On Thu, Aug 18, 2011 at 6:33 PM, Jan Beulich <JBeulich@xxxxxxxxxx> wrote:
>        >>> On 18.08.11 at 11:35, Li Dongyang <lidongyang@xxxxxxxxxx> wrote:
>> JBeulich@xxxxxxxxxx
>> Subject: [PATCH V2 3/3] xen-blkback: handle trim request in backend driver
>> Date: Thu, 18 Aug 2011 17:34:31 +0800
>> Message-Id: <1313660071-25230-4-git-send-email-lidongyang@xxxxxxxxxx>
>> X-Mailer: git-send-email 1.7.6
>> In-Reply-To: <1313660071-25230-1-git-send-email-lidongyang@xxxxxxxxxx>
>> References: <1313660071-25230-1-git-send-email-lidongyang@xxxxxxxxxx>
>>
>> Now blkback driver can handle the trim request from guest, we will
>> forward the request to phy device if it really has trim support, or we'll
>> punch a hole on the image file.
>>
>> Signed-off-by: Li Dongyang <lidongyang@xxxxxxxxxx>
>> ---
>>  drivers/block/xen-blkback/blkback.c |   85 
>> +++++++++++++++++++++++++++++------
>>  drivers/block/xen-blkback/common.h  |    4 +-
>>  drivers/block/xen-blkback/xenbus.c  |   61 +++++++++++++++++++++++++
>>  3 files changed, 135 insertions(+), 15 deletions(-)
>>
>> diff --git a/drivers/block/xen-blkback/blkback.c
>> b/drivers/block/xen-blkback/blkback.c
>> index 2330a9a..5acc37a 100644
>> --- a/drivers/block/xen-blkback/blkback.c
>> +++ b/drivers/block/xen-blkback/blkback.c
>> @@ -39,6 +39,9 @@
>>  #include <linux/list.h>
>>  #include <linux/delay.h>
>>  #include <linux/freezer.h>
>> +#include <linux/loop.h>
>> +#include <linux/falloc.h>
>> +#include <linux/fs.h>
>>
>>  #include <xen/events.h>
>>  #include <xen/page.h>
>> @@ -258,13 +261,16 @@ irqreturn_t xen_blkif_be_int(int irq, void *dev_id)
>>
>>  static void print_stats(struct xen_blkif *blkif)
>>  {
>> -     pr_info("xen-blkback (%s): oo %3d  |  rd %4d  |  wr %4d  |  f %4d\n",
>> +     pr_info("xen-blkback (%s): oo %3d  |  rd %4d  |  wr %4d  |  f %4d"

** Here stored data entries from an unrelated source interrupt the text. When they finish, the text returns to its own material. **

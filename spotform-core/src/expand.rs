//! Expand/Flatten helpers for nested blocks
//!
//! Nested configuration blocks arrive as a list of objects. `Block` gives a
//! typed read-only view on one object for expand functions, and
//! `BlockBuilder` assembles one object for flatten functions.
//!
//! Values inside a block that have the wrong shape are skipped rather than
//! reported: only the top-level accessors on `ResourceData` fail on a type
//! mismatch. Empty strings and empty lists are treated as unset.

use std::collections::HashMap;

use crate::data::ResourceData;
use crate::field::FieldResult;
use crate::resource::Value;

/// Read-only view on one nested block entry
#[derive(Debug, Clone, Copy)]
pub struct Block<'a>(&'a HashMap<String, Value>);

impl<'a> Block<'a> {
    pub fn new(fields: &'a HashMap<String, Value>) -> Self {
        Self(fields)
    }

    pub fn get(&self, key: &str) -> Option<&'a Value> {
        self.0.get(key)
    }

    /// Non-empty string value
    pub fn str(&self, key: &str) -> Option<&'a str> {
        self.get(key)
            .and_then(Value::as_str)
            .filter(|s| !s.is_empty())
    }

    pub fn string(&self, key: &str) -> Option<String> {
        self.str(key).map(str::to_string)
    }

    /// Integer value, zero included
    pub fn int(&self, key: &str) -> Option<i64> {
        self.get(key).and_then(Value::as_int)
    }

    /// Integer value greater than zero
    pub fn positive_int(&self, key: &str) -> Option<i64> {
        self.int(key).filter(|n| *n > 0)
    }

    pub fn bool(&self, key: &str) -> Option<bool> {
        self.get(key).and_then(Value::as_bool)
    }

    /// Non-empty list of non-empty strings
    pub fn strings(&self, key: &str) -> Option<Vec<String>> {
        let items: Vec<String> = self
            .get(key)
            .and_then(Value::as_list)?
            .iter()
            .filter_map(Value::as_str)
            .filter(|s| !s.is_empty())
            .map(str::to_string)
            .collect();
        if items.is_empty() { None } else { Some(items) }
    }

    /// Entries of a nested block; entries that are not objects are skipped
    pub fn blocks(&self, key: &str) -> Vec<Block<'a>> {
        self.get(key)
            .and_then(Value::as_list)
            .map(|items| items.iter().filter_map(Value::as_map).map(Block).collect())
            .unwrap_or_default()
    }

    /// First entry of a single-item nested block
    pub fn block(&self, key: &str) -> Option<Block<'a>> {
        self.blocks(key).into_iter().next()
    }
}

/// Entries of a top-level nested block
///
/// Returns `None` when the field is absent or holds no entries.
pub fn blocks<'a>(data: &'a ResourceData, key: &str) -> FieldResult<Option<Vec<Block<'a>>>> {
    Ok(data
        .get_blocks(key)?
        .map(|items| items.into_iter().map(Block).collect::<Vec<_>>())
        .filter(|items| !items.is_empty()))
}

/// First entry of a top-level single-item nested block
pub fn block<'a>(data: &'a ResourceData, key: &str) -> FieldResult<Option<Block<'a>>> {
    Ok(data.get_block(key)?.map(Block))
}

/// Builds one block entry for flattening
#[derive(Debug, Default)]
pub struct BlockBuilder {
    fields: HashMap<String, Value>,
}

impl BlockBuilder {
    pub fn new() -> Self {
        Self::default()
    }

    /// Set a field when the value is present
    pub fn set<V: Into<Value>>(mut self, key: &str, value: Option<V>) -> Self {
        if let Some(v) = value {
            self.fields.insert(key.to_string(), v.into());
        }
        self
    }

    /// Set a nested block when it has entries
    pub fn nested(mut self, key: &str, entries: Vec<Value>) -> Self {
        if !entries.is_empty() {
            self.fields.insert(key.to_string(), Value::List(entries));
        }
        self
    }

    pub fn build(self) -> Value {
        Value::Map(self.fields)
    }
}

/// Wrap flattened entries as a block value; `None` when there are none
pub fn flattened(entries: Vec<Value>) -> Option<Value> {
    if entries.is_empty() {
        None
    } else {
        Some(Value::List(entries))
    }
}

#[cfg(test)]
mod tests {
    use super::*;
    use serde_json::json;

    fn entry(value: serde_json::Value) -> HashMap<String, Value> {
        match Value::from_json(&value) {
            Some(Value::Map(map)) => map,
            other => panic!("expected map, got {:?}", other),
        }
    }

    #[test]
    fn block_filters_empty_and_zero_values() {
        let fields = entry(json!({
            "name": "",
            "hosted_zone_id": "Z123",
            "count": 0,
            "timeout": 30,
            "time_windows": ["", "Mon:12:00-Mon:13:00"],
            "empty": [],
        }));
        let block = Block::new(&fields);

        assert_eq!(block.str("name"), None);
        assert_eq!(block.str("hosted_zone_id"), Some("Z123"));
        assert_eq!(block.int("count"), Some(0));
        assert_eq!(block.positive_int("count"), None);
        assert_eq!(block.positive_int("timeout"), Some(30));
        assert_eq!(
            block.strings("time_windows"),
            Some(vec!["Mon:12:00-Mon:13:00".to_string()])
        );
        assert_eq!(block.strings("empty"), None);
    }

    #[test]
    fn malformed_inner_values_are_skipped() {
        let fields = entry(json!({
            "name": 5,
            "record_sets": ["not-an-object", {"name": "api"}],
        }));
        let block = Block::new(&fields);

        assert_eq!(block.str("name"), None);
        let sets = block.blocks("record_sets");
        assert_eq!(sets.len(), 1);
        assert_eq!(sets[0].str("name"), Some("api"));
    }

    #[test]
    fn top_level_mismatch_is_an_error() {
        let mut attrs = HashMap::new();
        attrs.insert("gpu".to_string(), Value::from("nvidia"));
        let data = ResourceData::new(attrs);
        assert!(blocks(&data, "gpu").is_err());
        assert!(matches!(blocks(&data, "absent"), Ok(None)));
    }

    #[test]
    fn builder_skips_absent_values() {
        let value = BlockBuilder::new()
            .set("name", Some("cfg"))
            .set::<String>("type", None)
            .nested("ranges", vec![])
            .build();

        assert_eq!(value.to_json(), json!({"name": "cfg"}));
        assert_eq!(flattened(vec![]), None);
    }
}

>> +              "  |  tr %4d\n",
>>                current->comm, blkif->st_oo_req,
>> -              blkif->st_rd_req, blkif->st_wr_req, blkif->st_f_req);
>> +              blkif->st_rd_req, blkif->st_wr_req,
>> +              blkif->st_f_req, blkif->st_tr_req);
>>       blkif->st_print = jiffies + msecs_to_jiffies(10 * 1000);
>>       blkif->st_rd_req = 0;
>>       blkif->st_wr_req = 0;
>>       blkif->st_oo_req = 0;
>> +     blkif->st_tr_req = 0;
>>  }
>>
>>  int xen_blkif_schedule(void *arg)
>> @@ -563,6 +569,10 @@ static int dispatch_rw_block_io(struct xen_blkif *blkif,
>>               blkif->st_f_req++;
>>               operation = WRITE_FLUSH;
>>               break;
>> +     case BLKIF_OP_TRIM:
>> +             blkif->st_tr_req++;
>> +             operation = REQ_DISCARD;
>> +             break;
>>       case BLKIF_OP_WRITE_BARRIER:
>>       default:
>>               operation = 0; /* make gcc happy */
>> @@ -572,7 +582,7 @@ static int dispatch_rw_block_io(struct xen_blkif *blkif,
>>
>>       /* Check that the number of segments is sane. */
>>       nseg = req->nr_segments;
>> -     if (unlikely(nseg == 0 && operation != WRITE_FLUSH) ||
>> +     if (unlikely(nseg == 0 && operation != (WRITE_FLUSH | REQ_DISCARD)) ||
>
> This will match neither WRITE_FLUSH nor REQ_DISCARD.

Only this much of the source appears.